* Renzi expected to resign if loses reform referendum
* Nervous markets fear 'No' victory
(Recasts after exit polls, end of voting; adds euro reaction)
By Crispian Balmer and Gavin Jones
ROME, Dec 4 (Reuters) - Prime Minister Matteo Renzi has lost
a referendum on constitutional reform by a wide margin, exit
polls showed on Sunday, throwing his future into doubt and
opening the door to renewed political instability in Italy.
Renzi, who had promised to resign if his flagship project
was defeated, is due to address the nation at around midnight
(2300 GMT), government sources said.
An exit poll by the Piepoli Institute/IPR for state
television station RAI, estimated the 'No' vote at 54-58 percent
against 42-46 percent for 'Yes'. Two other polls gave 'No' a
similar lead of at least 10 points. Voting ended at 11 p.m.
The euro immediately fell against the dollar on the
exit polls, slipping to $1.0580 from $1.0625.

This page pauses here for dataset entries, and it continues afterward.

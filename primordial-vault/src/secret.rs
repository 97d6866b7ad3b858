//! The in-memory secret wrapper.

use zeroize::Zeroizing;

/// An opaque secret value. Cannot be logged, serialized, or cloned.
/// Memory is zeroed on drop via [`Zeroizing`].
///
/// The only way to access the bytes is through [`Secret::with_bytes`],
/// which enforces scoped exposure — the secret is only visible inside the
/// closure.
pub struct Secret {
    inner: Zeroizing<Vec<u8>>,
}

impl Secret {
    /// Create a new secret. The input vector is moved, not copied.
    pub fn new(bytes: Vec<u8>) -> Self {
        Self {
            inner: Zeroizing::new(bytes),
        }
    }

    /// Scoped exposure. The secret bytes are only accessible inside the
    /// closure. This is the ONLY way to read the value.
    pub fn with_bytes<R>(&self, f: impl FnOnce(&[u8]) -> R) -> R {
        f(&self.inner)
    }

    /// Length of the secret in bytes.
    pub fn len(&self) -> usize {
        self.inner.len()
    }

    /// Whether the secret is empty.
    pub fn is_empty(&self) -> bool {
        self.inner.is_empty()
    }
}

impl std::fmt::Debug for Secret {
    fn fmt(&self, f: &mut std::fmt::Formatter<'_>) -> std::fmt::Result {
        f.write_str("[REDACTED]")
    }
}

// Intentionally: no Display, no Clone, no Serialize, no PartialEq.
//! The individual validation rules: naming regexes, the FQDN rule, and the
//! collision scan.

use primordial_core::error::Violation;
use primordial_core::manifest::ProviderSpec;
use regex::Regex;
use std::collections::HashMap;
use std::sync::LazyLock;

static LOWER_NAME_RE: LazyLock<Regex> =
    LazyLock::new(|| Regex::new(r"^[a-z][a-z0-9-]*$").expect("valid regex"));

static ENV_VAR_RE: LazyLock<Regex> =
    LazyLock::new(|| Regex::new(r"^[A-Z][A-Z0-9_]*$").expect("valid regex"));

/// Lowercase identifier: `^[a-z][a-z0-9-]*$`. No underscores, so the
/// uppercase-snake env-var derivation is unambiguous.
pub fn is_lower_name(s: &str) -> bool {
    LOWER_NAME_RE.is_match(s)
}

/// Env-var name: `^[A-Z][A-Z0-9_]*$`.
pub fn is_env_var_name(s: &str) -> bool {
    ENV_VAR_RE.is_match(s)
}

/// Fully qualified host name: at least one dot, at least one letter
/// (which rejects IPv4 literals), no IPv6, every label nonempty and
/// `[a-z0-9-]` without leading/trailing hyphens.
pub fn is_fqdn(domain: &str) -> bool {
    if domain.is_empty() || domain.len() > 253 {
        return false;
    }
    if !domain.contains('.') || domain.contains(':') {
        return false;
    }
    if !domain.chars().any(|c| c.is_ascii_alphabetic()) {
        return false;
    }
    domain.split('.').all(|label| {
        !label.is_empty()
            && !label.starts_with('-')
            && !label.ends_with('-')
            && label
                .chars()
                .all(|c| c.is_ascii_lowercase() || c.is_ascii_digit() || c == '-')
    })
}

/// Duplicate detection across providers: `env_var` values must be unique,
/// `base_url_env` values must be unique, and the two sets must not overlap
/// (one variable cannot serve both roles). Each collision reports both
/// offenders.
pub fn scan_collisions(providers: &[ProviderSpec], violations: &mut Vec<Violation>) {
    let mut seen: HashMap<&str, (usize, &str, &'static str)> = HashMap::new();
    for (i, p) in providers.iter().enumerate() {
        for (value, suffix) in [
            (p.env_var.as_str(), "env_var"),
            (p.base_url_env.as_str(), "base_url_env"),
        ] {
            if value.is_empty() {
                continue;
            }
            match seen.get(value) {
                Some((j, other_name, other_suffix)) => {
                    violations.push(Violation::new(
                        format!("providers[{i}].{suffix}"),
                        format!(
                            "{value} collides with providers[{j}].{other_suffix} \
                             (provider {other_name} vs {})",
                            p.name
                        ),
                    ));
                }
                None => {
                    seen.insert(value, (i, p.name.as_str(), suffix));
                }
            }
        }
    }
}

#[cfg(test)]
mod tests {
    use super::*;
    use primordial_core::provider::AuthStyle;

    #[test]
    fn lower_name_rule() {
        assert!(is_lower_name("anthropic"));
        assert!(is_lower_name("my-api2"));
        assert!(!is_lower_name("My-Api"));
        assert!(!is_lower_name("my_api"));
        assert!(!is_lower_name("2api"));
        assert!(!is_lower_name(""));
    }

    #[test]
    fn env_var_rule() {
        assert!(is_env_var_name("ANTHROPIC_API_KEY"));
        assert!(is_env_var_name("X9"));
        assert!(!is_env_var_name("lower"));
        assert!(!is_env_var_name("9LEAD"));
        assert!(!is_env_var_name("WITH-DASH"));
    }

    #[test]
    fn fqdn_rule() {
        assert!(is_fqdn("api.anthropic.com"));
        assert!(is_fqdn("a.b"));
        assert!(!is_fqdn("localhost"));
        assert!(!is_fqdn("10.0.0.1"));
        assert!(!is_fqdn("[::1]"));
        assert!(!is_fqdn("fe80::1"));
        assert!(!is_fqdn("-bad.example.com"));
        assert!(!is_fqdn("bad-.example.com"));
        assert!(!is_fqdn("double..dot"));
        assert!(!is_fqdn(""));
    }

    fn spec(name: &str, env_var: &str, base_url_env: &str) -> ProviderSpec {
        ProviderSpec {
            name: name.into(),
            domain: format!("api.{name}.example"),
            auth_style: AuthStyle::Bearer,
            env_var: env_var.into(),
            base_url_env: base_url_env.into(),
            known: false,
        }
    }

    #[test]
    fn collision_scan_reports_both_offenders() {
        let providers = vec![
            spec("first", "SHARED", "FIRST_BASE_URL"),
            spec("second", "SHARED", "SECOND_BASE_URL"),
        ];
        let mut violations = Vec::new();
        scan_collisions(&providers, &mut violations);
        assert_eq!(violations.len(), 1);
        assert_eq!(violations[0].field, "providers[1].env_var");
        assert!(violations[0].reason.contains("first"));
        assert!(violations[0].reason.contains("second"));
    }

    #[test]
    fn collision_scan_catches_cross_role_overlap() {
        let providers = vec![
            spec("first", "SHARED", "FIRST_BASE_URL"),
            spec("second", "SECOND_KEY", "SHARED"),
        ];
        let mut violations = Vec::new();
        scan_collisions(&providers, &mut violations);
        assert_eq!(violations.len(), 1);
        assert_eq!(violations[0].field, "providers[1].base_url_env");
    }

    #[test]
    fn no_false_positives() {
        let providers = vec![
            spec("first", "FIRST_KEY", "FIRST_BASE_URL"),
            spec("second", "SECOND_KEY", "SECOND_BASE_URL"),
        ];
        let mut violations = Vec::new();
        scan_collisions(&providers, &mut violations);
        assert!(violations.is_empty());
    }
}
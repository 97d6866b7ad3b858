//! Proxy boot: the one moment real secrets cross into the VM.
//!
//! The binary goes up first, mode 0700, owned by the privileged user. The
//! configuration — session token, route table, real keys — is written to
//! the spawned process's standard input and nowhere else: not argv, not
//! environment, not disk. The host zeroizes its copies as soon as the
//! write is handed off. The boot is not done until the proxy has printed
//! its readiness marker *and* the first route port accepts a TCP
//! connection; both waits share one bounded deadline.

use crate::OrchConfig;
use primordial_core::error::{SandboxError, VaultError};
use primordial_core::manifest::Manifest;
use primordial_core::vm::{SpawnRequest, Vm, VmProcess, VmUser};
use primordial_proxy::{ProxyConfig, READY_PREFIX, RouteConfig};
use primordial_vault::Secret;
use std::collections::BTreeMap;
use zeroize::{Zeroize, Zeroizing};

/// A booted proxy: the session token, the per-provider port map, and the
/// running process.
pub struct ProxyBoot {
    /// The per-session placeholder token (`sess-` + 128 bits hex).
    pub token: String,
    /// provider name → loopback port.
    pub ports: BTreeMap<String, u16>,
    /// The proxy process. Held for the session's lifetime.
    pub process: Box<dyn VmProcess>,
}

/// Generate the per-session placeholder token: 128 bits, hex, prefixed so
/// a leaked value is recognizable as a placeholder rather than a real key.
pub fn generate_session_token() -> Result<String, SandboxError> {
    let mut bytes = [0u8; 16];
    getrandom::getrandom(&mut bytes)
        .map_err(|_| SandboxError::ProxyStart("entropy source failed".into()))?;
    Ok(format!("sess-{}", hex::encode(bytes)))
}

/// Upload, configure, and start the proxy; wait for readiness.
pub async fn start(
    vm: &dyn Vm,
    manifest: &Manifest,
    mut secrets: BTreeMap<String, Secret>,
    config: &OrchConfig,
) -> Result<ProxyBoot, SandboxError> {
    let binary = tokio::fs::read(&config.proxy_binary)
        .await
        .map_err(|e| SandboxError::ProxyStart(format!("proxy binary unreadable: {e}")))?;
    crate::bounded("proxy upload", config.timeouts.upload, async {
        vm.upload(&config.proxy_guest_path, &binary, 0o700, VmUser::Privileged)
            .await
    })
    .await?;

    let token = generate_session_token()?;

    let mut ports = BTreeMap::new();
    let mut routes = Vec::with_capacity(manifest.providers.len());
    for (i, provider) in manifest.providers.iter().enumerate() {
        let port = config
            .base_port
            .checked_add(i as u16)
            .ok_or_else(|| SandboxError::ProxyStart("port range exhausted".into()))?;
        let secret = secrets
            .remove(&provider.name)
            .ok_or_else(|| VaultError::MissingKey {
                provider: provider.name.clone(),
                key_id: primordial_vault::DEFAULT_KEY_ID.to_string(),
            })?;
        let secret_text = secret
            .with_bytes(|b| String::from_utf8(b.to_vec()))
            .map_err(|_| SandboxError::ProxyStart("secret is not valid utf-8".into()))?;
        ports.insert(provider.name.clone(), port);
        routes.push(RouteConfig {
            provider: provider.name.clone(),
            listen_port: port,
            upstream_host: provider.domain.clone(),
            upstream_port: 443,
            auth_header: provider.auth_style.to_string(),
            secret: secret_text,
            upstream_tls: true,
        });
    }

    let mut proxy_config = ProxyConfig {
        session_token: token.clone(),
        routes,
        socket_timeout_secs: (config.timeouts.proxy_socket.as_millis() / 1000).max(1),
    };
    let payload = Zeroizing::new(
        serde_json::to_vec(&proxy_config)
            .map_err(|e| SandboxError::ProxyStart(format!("config serialization: {e}")))?,
    );

    let spawn = SpawnRequest {
        argv: vec![config.proxy_guest_path.clone()],
        user: VmUser::Privileged,
        env: BTreeMap::new(),
        stdin_payload: Some(payload.to_vec()),
    };
    let spawn_result = vm.spawn(spawn).await;

    // The write is handed off; drop the host's copies now. The proxy
    // process owns the only in-VM copy for the rest of the session.
    for route in &mut proxy_config.routes {
        route.secret.zeroize();
    }
    drop(payload);

    let mut process = spawn_result.map_err(|e| SandboxError::ProxyStart(e.to_string()))?;

    let first_port = ports
        .values()
        .next()
        .copied()
        .ok_or_else(|| SandboxError::ProxyStart("no providers, no proxy".into()))?;
    crate::bounded("proxy readiness", config.timeouts.proxy_ready, async {
        loop {
            match process.next_stderr_line().await? {
                Some(line) if line.starts_with(READY_PREFIX) => break,
                Some(_) => continue,
                None => {
                    return Err(SandboxError::ProxyStart(
                        "proxy exited before readiness".into(),
                    ));
                }
            }
        }
        // The marker says every listener is bound; confirm the first one
        // answers before anything else runs in the VM.
        while !vm.probe_tcp(first_port).await? {
            tokio::time::sleep(std::time::Duration::from_millis(50)).await;
        }
        Ok(())
    })
    .await?;

    tracing::debug!(ports = ?ports.values().collect::<Vec<_>>(), "proxy ready");
    Ok(ProxyBoot {
        token,
        ports,
        process,
    })
}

If confirmed, the result would represent a fresh blow to the
European Union which is struggling to overcome an array of
crises and was eager for Renzi to continue his reform drive in
the euro zone's heavily indebted, third-largest economy.
Defeat could also prompt fresh market ructions, especially
in the banking sector which has lost almost half its value this
year on the Milan bourse, hit by fears over its huge exposure to
bad loans accumulated during years of economic downturn.
Renzi, 41, took office in 2014 promising to shake up
hidebound Italy and presenting himself as an anti-establishment
"demolition man" determined to crash through a smothering
bureaucracy and redraw the nation's creaking institutions.
Sunday's referendum, designed to hasten the legislative
process by reducing the powers of the upper house Senate and
regional authorities, was to have been his crowning achievement.
However, his reforms so far have made little impact, and the
opposition 5-Star Movement has claimed the anti-establishment
banner, tapping into a populist mood that saw Britons vote to
leave the European Union and Americans elect Donald Trump
president.
Under Italian law, Renzi had to call a referendum on his
plans to overhaul the constitution, but it was his decision to
pin his future to the outcome, arguing that if Italy was not
willing to accept his recipe for change he should leave office.
This move turned the vote into a defacto plebiscite on Renzi
himself, uniting disparate opposition forces in a fierce battle
to unseat Italy's youngest prime minister that played out over
months of relentless campaigning.
If he does resign, it does not necessarily mean that he will
vanish from the political stage, as happened in Britain when
David Cameron quit as prime minister after his Brexit defeat.
President Sergio Mattarella could ask Renzi to reconsider,
calling on his sense of responsibility at a time of great market
uncertainty. If however he refuses, the head of state will open
a round of consultations with party leaders to find a new prime
minister, who will have to draw up a new electoral law.
As head of the largest party in parliament, Renzi would have
a big say on who should succeed him.
After voting in Genoa earlier on Sunday, Beppe Grillo,
founder of the anti-euro 5-star Movement which backs a 'No'
vote, said the country needed to go to new elections as soon as
possible. His party is running neck-and-neck with Renzi's
Democratic Party (PD) in the opinion polls.
The biggest immediate loser if the 'No' camp has indeed
triumphed could be Italy's third-largest bank, Monte dei Paschi
di Siena, which is bowed by bad loans and is looking to raise 5
billion euros ($5.3 billion) this month to stave off collapse.
Investors are likely to shun the operation if political
chaos prevails, meaning a state intervention will be needed to
save it. Several other lenders also need a cash injection to
stay afloat raising fears of a domino-effect crisis.
Economy Minister Pier Carlo Padoan sought to calm nervous
markets on Friday, saying there was "no risk of a financial
earthquake" if 'No' wins, though there may be "48 hours of
turbulence".
A Nov. 25 Reuters poll suggested investors would expect to
demand an extra 25 basis points in yield to hold Italian debt
over its German equivalent if the reform is rejected, with the
euro dipping 1.25 percent.
The risk to stability, meanwhile, is enough to have the
European Central Bank preparing to step in if needed.